Une autre petite anecdote :
Tirée de En flânant.... De Bretagne en Saintonge / par André Hallays
Hallays, André (1859-1930)
CHATEAU DE KERJEAN à la Révolution :
....Aux Barbier succédèrent les
Coatanscours.
La dernière du nom, Suzanne-Augustine, veuve de Louis-François-Gilles de
Kersauson de Brézal, occupait le château lorsqu'éclata la Révolution.
De tous les personnages qui furent les maîtres de Kerjean, celui-là est, à n'en pas douter, le plus intéressant.

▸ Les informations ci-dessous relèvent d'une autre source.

use miette::Diagnostic;
use thiserror::Error;

#[derive(Error, Diagnostic, Debug)]
pub enum DbError {
    #[error("Cannot open database: {0}")]
    #[diagnostic(
        code(repokit_db::connection),
        help("Make sure the parent directory exists and the file is writable")
    )]
    ConnectionError(String),

    #[error("SQL error: {0}")]
    #[diagnostic(
        code(repokit_db::query),
        help("Compare the table and column names against the schema")
    )]
    QueryError(String),

    #[error("No row in `{0}` matched")]
    #[diagnostic(code(repokit_db::not_found))]
    NotFound(String),

    #[error("No connection named `{0}`")]
    #[diagnostic(
        code(repokit_db::unknown_connection),
        help("Declare it in the [connections] table of the config file")
    )]
    UnknownConnection(String),

    #[error("Savepoint failed: {0}")]
    #[diagnostic(code(repokit_db::transaction), help("Another writer may hold the database lock"))]
    TransactionError(String),

    #[error("A thread panicked while holding the connection")]
    #[diagnostic(code(repokit_db::poison))]
    PoisonError,
}

impl From<rusqlite::Error> for DbError {
    fn from(err: rusqlite::Error) -> Self {
        use rusqlite::Error as Sqlite;

        match err {
            Sqlite::QueryReturnedNoRows => Self::NotFound("query".into()),
            Sqlite::SqliteFailure(_, Some(message)) => Self::QueryError(message),
            other => Self::QueryError(other.to_string()),
        }
    }
}

impl<T> From<std::sync::PoisonError<T>> for DbError {
    fn from(_: std::sync::PoisonError<T>) -> Self {
        Self::PoisonError
    }
}

pub type Result<T> = std::result::Result<T, DbError>;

Veuve et sans enfants, M" de Coatanscours s'enferma dans Kerjean, elle fit armer les remparts, garnir les tours de couleuvrines, et ressuscita tous les rites de la vie féodale chaque soir, une fois les ponts-levis relevés, elle se faisait apporter les clefs des portes et les plaçait à son chevet.
De nombreuses anecdotes plus ou moins certaines la représentent comme intraitable sur ses privilèges, hautaine avec ses voisins, impitoyable pour les gens du commun.

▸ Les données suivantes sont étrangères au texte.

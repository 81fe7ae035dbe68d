//! `make repository`: renders a repository definition from the embedded
//! template.

use std::{
    fs,
    path::{Path, PathBuf},
    sync::LazyLock,
};

use regex::Regex;
use tracing::{debug, info};

use crate::error::{CliError, ErrorContext, Result};

const REPOSITORY_TEMPLATE: &str = include_str!("../templates/repository.rs.stub");

const DEFAULT_PAYLOADS: &[&str] = &["id"];

const SUFFIX: &str = "Repository";

static NAME_PATTERN: LazyLock<Regex> = LazyLock::new(|| {
    Regex::new(r"^[A-Za-z][A-Za-z0-9_\-]*(/[A-Za-z][A-Za-z0-9_\-]*)*$")
        .expect("name pattern is valid")
});

static WORD_SEPARATOR: LazyLock<Regex> =
    LazyLock::new(|| Regex::new(r"[_\-\s]+").expect("separator pattern is valid"));

static CASE_BOUNDARY: LazyLock<Regex> =
    LazyLock::new(|| Regex::new(r"([a-z0-9])([A-Z])").expect("boundary pattern is valid"));

/// `user_profile`, `user-profile` and `userProfile` all become `UserProfile`.
pub fn studly_case(name: &str) -> String {
    WORD_SEPARATOR
        .split(name.trim())
        .filter(|word| !word.is_empty())
        .map(|word| {
            let mut chars = word.chars();
            match chars.next() {
                Some(first) => first.to_uppercase().chain(chars).collect(),
                None => String::new(),
            }
        })
        .collect()
}

pub fn snake_case(name: &str) -> String {
    let separated = WORD_SEPARATOR.replace_all(name.trim(), "_");
    CASE_BOUNDARY
        .replace_all(&separated, "${1}_${2}")
        .to_lowercase()
}

/// A repository file about to be generated.
#[derive(Debug, Clone, PartialEq, Eq)]
pub struct RepositoryStub {
    pub repository: String,
    pub record: String,
    pub record_path: String,
    pub payloads: Vec<String>,
    /// Module directories below the output directory, for nested names.
    pub modules: Vec<String>,
}

impl RepositoryStub {
    /// Works out names and paths for `make repository <name>`.
    ///
    /// `name` may be nested (`admin/user`). Without `model` the record is
    /// looked up under `models_module`; `model` is a crate-relative path
    /// using `/` or `::`.
    pub fn new(
        name: &str,
        model: Option<&str>,
        payloads: Option<&[String]>,
        models_module: &str,
    ) -> Result<Self> {
        let name = name.trim();
        if !NAME_PATTERN.is_match(name) {
            return Err(CliError::InvalidName(name.to_string()));
        }

        let mut segments: Vec<&str> = name.split('/').collect();
        let base = segments.pop().unwrap_or(name);
        let base = studly_case(base);
        let base = base.strip_suffix(SUFFIX).filter(|b| !b.is_empty()).unwrap_or(&base);
        let modules: Vec<String> = segments.iter().map(|s| snake_case(s)).collect();

        let record_path = match model.map(str::trim).filter(|m| !m.is_empty()) {
            Some(model) => {
                let path = model.replace('/', "::");
                let path = path.trim_start_matches("::");
                if path.starts_with("crate::") {
                    path.to_string()
                } else {
                    format!("crate::{path}")
                }
            }
            None => {
                let mut parts = vec!["crate".to_string(), models_module.to_string()];
                parts.extend(modules.iter().cloned());
                parts.push(base.to_string());
                parts.join("::")
            }
        };

        let record = record_path
            .rsplit("::")
            .next()
            .unwrap_or(base)
            .to_string();

        let payloads = match payloads {
            Some(fields) => fields
                .iter()
                .map(|field| field.trim().to_string())
                .filter(|field| !field.is_empty())
                .collect(),
            None => vec![],
        };
        let payloads = if payloads.is_empty() {
            DEFAULT_PAYLOADS.iter().map(|field| field.to_string()).collect()
        } else {
            payloads
        };

        Ok(Self {
            repository: format!("{base}{SUFFIX}"),
            record,
            record_path,
            payloads,
            modules,
        })
    }

    pub fn file_name(&self) -> String {
        format!("{}.rs", snake_case(&self.repository))
    }

    /// Location of the file relative to the output directory.
    pub fn relative_path(&self) -> PathBuf {
        let mut path: PathBuf = self.modules.iter().collect();
        path.push(self.file_name());
        path
    }

    pub fn render(&self) -> String {
        let payloads = self
            .payloads
            .iter()
            .map(|field| format!("{field:?},"))
            .collect::<Vec<_>>()
            .join(&format!("\n{}", " ".repeat(12)));

        REPOSITORY_TEMPLATE
            .replace("{{record_path}}", &self.record_path)
            .replace("{{repository}}", &self.repository)
            .replace("{{record}}", &self.record)
            .replace("{{payloads}}", &payloads)
    }

    /// Writes the rendered file below `dir` and returns its path.
    pub fn write(&self, dir: &Path, force: bool) -> Result<PathBuf> {
        let path = dir.join(self.relative_path());
        if path.exists() && !force {
            return Err(CliError::FileExists(path));
        }

        if let Some(parent) = path.parent() {
            fs::create_dir_all(parent)
                .with_context(|| format!("creating directory {}", parent.display()))?;
        }

        debug!("rendering {} for {}", self.repository, self.record_path);
        fs::write(&path, self.render())
            .with_context(|| format!("writing {}", path.display()))?;
        info!("Repository {} created at {}", self.repository, path.display());

        Ok(path)
    }
}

Mais il semble aussi qu'elle avait l'esprit cultivé et élégant, de la générosité et une grande douceur envers les pauvres. Kératry l'a mise en scène dans un roman historique que j'avoue n'avoir pas lu, le Dernier des Beaumanoir. Lorsque tant de traditions et de légendes se forment
autour d'un personnage, il advient souvent qu'elles ne résistent pas à une critique sérieuse; mais l'imagination populaire sait choisir ses héros, et l'histoire trouve presque toujours son compte à suivre ses indications. C'est pourquoi j'aurais voulu connaître la figure de cette terrible châtelaine.

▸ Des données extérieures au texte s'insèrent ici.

//! Schema declaration macros.

/// Declares a module of typed column handles for one table.
///
/// ```rust
/// repokit_db::define_entity!(
///     widgets {
///         table: "widgets",
///         columns: {
///             ID: i64 => "id",
///             NAME: String => "name",
///             SLUG: Option<String> => "slug"
///         }
///     }
/// );
///
/// assert_eq!(widgets::TABLE, "widgets");
/// assert_eq!(widgets::NAME.name(), "name");
/// assert_eq!(widgets::COLUMNS, &["id", "name", "slug"]);
/// ```
///
/// `COLUMNS` lists the column names in declaration order, which is handy for
/// a record's fillable list or an explicit projection.
#[macro_export]
macro_rules! define_entity {
    (
        $entity:ident {
            table: $table:literal,
            columns: {
                $($const_name:ident: $col_type:ty => $column:literal),* $(,)?
            }
        }
    ) => {
        #[allow(dead_code)]
        pub mod $entity {
            pub const TABLE: &str = $table;

            pub const COLUMNS: &[&str] = &[$($column),*];

            $(
                pub const $const_name: $crate::expr::Col<$col_type> =
                    $crate::expr::Col::new($column);
            )*
        }
    };
}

Comme celle-ci fut condamnée à Brest par le tribunal révolutionnaire et
guillotinée, je pensai que peut-être le dossier de son procès m'apporterait sur elle quelques renseignements moins sujets à caution que les romanesques inventions du romanesque Kératry.
Ce dossier est aux Archives nationales, les juges de Brest àyant été mis eux-mêmes en accusation quelques mois plus tard. J'ai donc feuilleté la liasse relative à Mme de Coatanscours et à sa soeur, Mme Launay,
qui habitait Saint-Pol-de-Léon ces deux dames furent incarcérées ensemble et traduites en même temps devant le tribunal.
Et je n'ai rien trouvé. sinon un des plus effroyables exemples
de ce que fut en Bretagne la justice révolutionnaire. Aucune trace d'interrogatoire; l'acte d'accusation quelques pièces à l'appui. Ces pièces, sont des lettres non signées et saisies. chez les accusées elles émanent de royalistes, peut-être d'émigrés, renferment cette expression « Notre pauvre roi », contiennent quelques vagues doléances sur les tristesses du
temps présent, et le récit de l'incendie d'une voiture allumé par le peuple dans une rue de Paris.
L'accusateur public constata que ceux qui reçoivent de pareilles lettres sont aussi coupables que ceux qui les écrivent. et ce fut tout.
Les deux femmes furent exécutées le 27 juin 1794.
J'indique donc aux fureteurs que le dossier du tribunal de Brest ne leur apprendra rien sur la dernière des châtelaines de Kerjean. Cela n'est point pour les décourager d'autres recherches bien au contraire, car je suis persuadé que de la chronique de Kerjean le dernier chapitre sera le plus captivant.